Lori worries because this yoga, this death doula work, this life that Lori was called to do is to heal, and that takes a personal connection. Lori wants their students to feel as safe as possible to express themselves, address past wounds, and be present in our bodies.

I asked Lori what four poses or limbs of yoga Lori would prescribe to the world if they could. Lori would recommend a closed and open twist, an inversion like legs up the wall, pranayama, and savasana. Lori said that watching their students go into that final pose is blissful. "It is so beautiful. Seeing students move into savasana moves the poet and performer in me. At the end of the last note, everybody sits. There is nowhere like that on Earth."

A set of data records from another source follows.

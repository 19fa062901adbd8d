use super::{
    error::{AutoAuthError, SchemaViolation},
    method::{self, Method},
    sink::{self, Sink},
};
use crate::{
    document::{Body, Value},
    env::EnvProvider,
};
use serde::Serialize;

const AUTO_AUTH_BLOCK: &str = "auto_auth";

/// How the agent authenticates and where it delivers the resulting credential.
#[derive(Clone, Debug, PartialEq, Serialize)]
pub struct AutoAuth {
    method: Method,
    sinks: Vec<Sink>,
}

impl AutoAuth {
    /// Start building an [`AutoAuth`].
    pub fn builder() -> AutoAuthBuilder {
        AutoAuthBuilder::default()
    }

    /// The authentication method.
    pub fn method(&self) -> &Method {
        &self.method
    }

    /// The sinks, in the order in which they were declared. There's always at least one.
    pub fn sinks(&self) -> &[Sink] {
        &self.sinks
    }

    /// Split this into its method and sinks.
    pub fn into_parts(self) -> (Method, Vec<Sink>) {
        (self.method, self.sinks)
    }
}

/// A builder for [`AutoAuth`].
#[derive(Clone, Debug, Default)]
pub struct AutoAuthBuilder {
    method: Option<Method>,
    sinks: Vec<Sink>,
}

impl AutoAuthBuilder {
    /// Set the authentication method.
    pub fn method(mut self, method: Method) -> Self {
        self.method = Some(method);
        self
    }

    /// Add a sink.
    pub fn sink(mut self, sink: Sink) -> Self {
        self.sinks.push(sink);
        self
    }

    /// Add a list of sinks.
    pub fn sinks<I>(mut self, sinks: I) -> Self
    where
        I: IntoIterator<Item = Sink>,
    {
        self.sinks.extend(sinks);
        self
    }

    /// Build the [`AutoAuth`], making sure there's a method and at least one sink.
    pub fn build(self) -> Result<AutoAuth, SchemaViolation> {
        let method = self.method.ok_or(SchemaViolation::MissingMethod)?;
        if self.sinks.is_empty() {
            return Err(SchemaViolation::MissingSinks);
        }
        Ok(AutoAuth { method, sinks: self.sinks })
    }
}

/// Extract the single `auto_auth` block out of a document.
pub(crate) fn extract_auto_auth(root: &Body, env: &dyn EnvProvider) -> Result<AutoAuth, AutoAuthError> {
    let mut items = root.filter(AUTO_AUTH_BLOCK);
    let (Some(item), None) = (items.next(), items.next()) else {
        return Err(SchemaViolation::ExactlyOneBlock(AUTO_AUTH_BLOCK).into());
    };
    let Value::Object(list) = item.value() else {
        return Err(SchemaViolation::NotAnObject(AUTO_AUTH_BLOCK).into());
    };

    let method = method::extract_method(list).map_err(AutoAuthError::Method)?;
    let sinks = sink::extract_sinks(list, env)?;
    Ok(AutoAuth::builder().method(method).sinks(sinks).build()?)
}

Fittingly, savasana is also called corpse pose. Lori has a reverence for the tranquility of both being fully present in the body and no longer present. Lori feels drawn to life's guarantees: one day, you will live, and one day, you will die. Lori is dedicated to being a positive part of these two essential aspects we all experience.

This dedication to healing should be a regular part of Westernized yoga, and clearly, communities want informed, thoughtful practices. Lori's decades of teaching have brought them to a place where rooms fill to be a part of their healing practice, and Lori is grateful.

Lori ends their classes with a short speech that sounds like a poem. Lori guides their students to express gratitude - to themselves, the other people in the class, the ancient practice of yoga, and the Earth, "the holy platform on which we are granted to practice." Lori shares their hope that the work done in this room helps every being on Earth be happy and free. "Thank you, thank you, thank you."